Protein-coding gene in the species Homo sapiens

Sialic acid-binding Ig-like lectin 12, or Siglec-XII, is a protein that in humans, is encoded by the SIGLEC12 gene.

Sialic acid-binding immunoglobulin-like lectins (SIGLECs) are a family of cell surface proteins belonging to the immunoglobulin superfamily. They mediate protein-carbohydrate interactions by selectively binding to different sialic acid moieties present on glycolipids and glycoproteins. This gene encodes a member of the SIGLEC3-like subfamily of SIGLECs. Members of this subfamily are characterized by an extracellular V-set immunoglobulin-like domain followed by two C2-set immunoglobulin-like domains, and the cytoplasmic tyrosine-based motifs, ITIM and SLAM-like.

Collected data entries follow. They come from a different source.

// Copyright (c) 2025, The Ruskit Authors
// MIT License
// All rights reserved.

//! # Exchange Definitions
//!
//! Exchanges a consumer may bind its queue to, including the delayed-message
//! exchange used to redeliver failed messages after a delay
//! (requires the `rabbitmq_delayed_message_exchange` plugin).

use crate::errors::AmqpError;
use lapin::types::{AMQPValue, LongString, ShortString};
use std::collections::BTreeMap;

/// Argument naming the routing behavior of a delayed exchange
pub const AMQP_HEADERS_DELAYED_EXCHANGE_TYPE: &str = "x-delayed-type";
/// Broker side type of the delayed exchange
pub const AMQP_DELAYED_MESSAGE_EXCHANGE: &str = "x-delayed-message";

/// Represents the types of exchanges available in RabbitMQ.
#[derive(Debug, Clone, Default, PartialEq, Eq)]
pub enum ExchangeKind {
    #[default]
    Direct,
    Fanout,
    Topic,
    Headers,
    XMessageDelayed,
}

impl TryFrom<&str> for ExchangeKind {
    type Error = AmqpError;

    fn try_from(kind: &str) -> Result<Self, Self::Error> {
        match kind {
            "direct" => Ok(ExchangeKind::Direct),
            "fanout" => Ok(ExchangeKind::Fanout),
            "topic" => Ok(ExchangeKind::Topic),
            "headers" => Ok(ExchangeKind::Headers),
            AMQP_DELAYED_MESSAGE_EXCHANGE => Ok(ExchangeKind::XMessageDelayed),
            other => Err(AmqpError::ConfigError(format!("exchange kind `{}`", other))),
        }
    }
}

impl From<&ExchangeKind> for lapin::ExchangeKind {
    fn from(kind: &ExchangeKind) -> Self {
        match kind {
            ExchangeKind::Direct => lapin::ExchangeKind::Direct,
            ExchangeKind::Fanout => lapin::ExchangeKind::Fanout,
            ExchangeKind::Headers => lapin::ExchangeKind::Headers,
            ExchangeKind::Topic => lapin::ExchangeKind::Topic,
            ExchangeKind::XMessageDelayed => {
                lapin::ExchangeKind::Custom(AMQP_DELAYED_MESSAGE_EXCHANGE.to_owned())
            }
        }
    }
}

/// Definition of a RabbitMQ exchange.
#[derive(Debug, Clone, PartialEq)]
pub struct ExchangeDefinition {
    pub(crate) name: String,
    pub(crate) kind: ExchangeKind,
    pub(crate) delete: bool,
    pub(crate) durable: bool,
    pub(crate) passive: bool,
    pub(crate) internal: bool,
    pub(crate) params: BTreeMap<ShortString, AMQPValue>,
}

impl ExchangeDefinition {
    /// Creates a non durable direct exchange named `name`.
    pub fn new(name: &str) -> ExchangeDefinition {
        ExchangeDefinition {
            name: name.to_owned(),
            kind: ExchangeKind::Direct,
            delete: false,
            durable: false,
            passive: false,
            internal: false,
            params: BTreeMap::default(),
        }
    }

    pub fn name(&self) -> &str {
        &self.name
    }

    pub fn kind(mut self, kind: ExchangeKind) -> Self {
        self.kind = kind;
        self
    }

    pub fn fanout(mut self) -> Self {
        self.kind = ExchangeKind::Fanout;
        self
    }

    pub fn topic(mut self) -> Self {
        self.kind = ExchangeKind::Topic;
        self
    }

    /// Turns the exchange into a delayed exchange routing like `direct`.
    ///
    /// Messages published with an `x-delay` header (milliseconds) are held by
    /// the broker before being routed.
    pub fn direct_delayed(mut self) -> Self {
        self.kind = ExchangeKind::XMessageDelayed;
        self.params.insert(
            ShortString::from(AMQP_HEADERS_DELAYED_EXCHANGE_TYPE),
            AMQPValue::LongString(LongString::from("direct")),
        );
        self
    }

    pub fn param(mut self, key: &str, value: AMQPValue) -> Self {
        self.params.insert(ShortString::from(key), value);
        self
    }

    pub fn delete(mut self) -> Self {
        self.delete = true;
        self
    }

    pub fn durable(mut self) -> Self {
        self.durable = true;
        self
    }

    /// Only checks the exchange exists without creating it.
    pub fn passive(mut self) -> Self {
        self.passive = true;
        self
    }

    pub fn internal(mut self) -> Self {
        self.internal = true;
        self
    }
}

#[cfg(test)]
mod tests {
    use super::*;

    #[test]
    fn delayed_exchange_routes_as_direct() {
        let exchange = ExchangeDefinition::new("delayed").direct_delayed();

        assert_eq!(exchange.kind, ExchangeKind::XMessageDelayed);
        assert_eq!(
            exchange.params.get(&ShortString::from(AMQP_HEADERS_DELAYED_EXCHANGE_TYPE)),
            Some(&AMQPValue::LongString(LongString::from("direct")))
        );
        assert!(matches!(
            lapin::ExchangeKind::from(&exchange.kind),
            lapin::ExchangeKind::Custom(kind) if kind == AMQP_DELAYED_MESSAGE_EXCHANGE
        ));
    }

    #[test]
    fn kinds_parse_from_configuration() {
        assert_eq!(ExchangeKind::try_from("topic"), Ok(ExchangeKind::Topic));
        assert!(ExchangeKind::try_from("nope").is_err());
    }
}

The encoded protein, upon tyrosine phosphorylation, has been shown to recruit the Src homology 2 domain-containing protein-tyrosine phosphatases SHP1 and SHP2. It has been suggested that the protein is involved in the negative regulation of macrophage signaling by functioning as an inhibitory receptor. This gene is located in a cluster with other SIGLEC3-like genes on 19q13.4.

Alternatively spliced transcript variants encoding distinct isoforms have been described for this gene.

The Siglec-XII protein has been identified as a possible promoter of human carcinoma progression in research by Ajit Varki and Nissi Varki at the University of California San Diego School of Medicine. Approximately seventy percent of humans have a mutation that inactivates the protein, but those without the mutation may suffer an inordinate number of carcinomas when compared to other primates. The research is being conducted to determine whether inactivation of the gene might deter its promotional effect upon the progression of human carcinoma.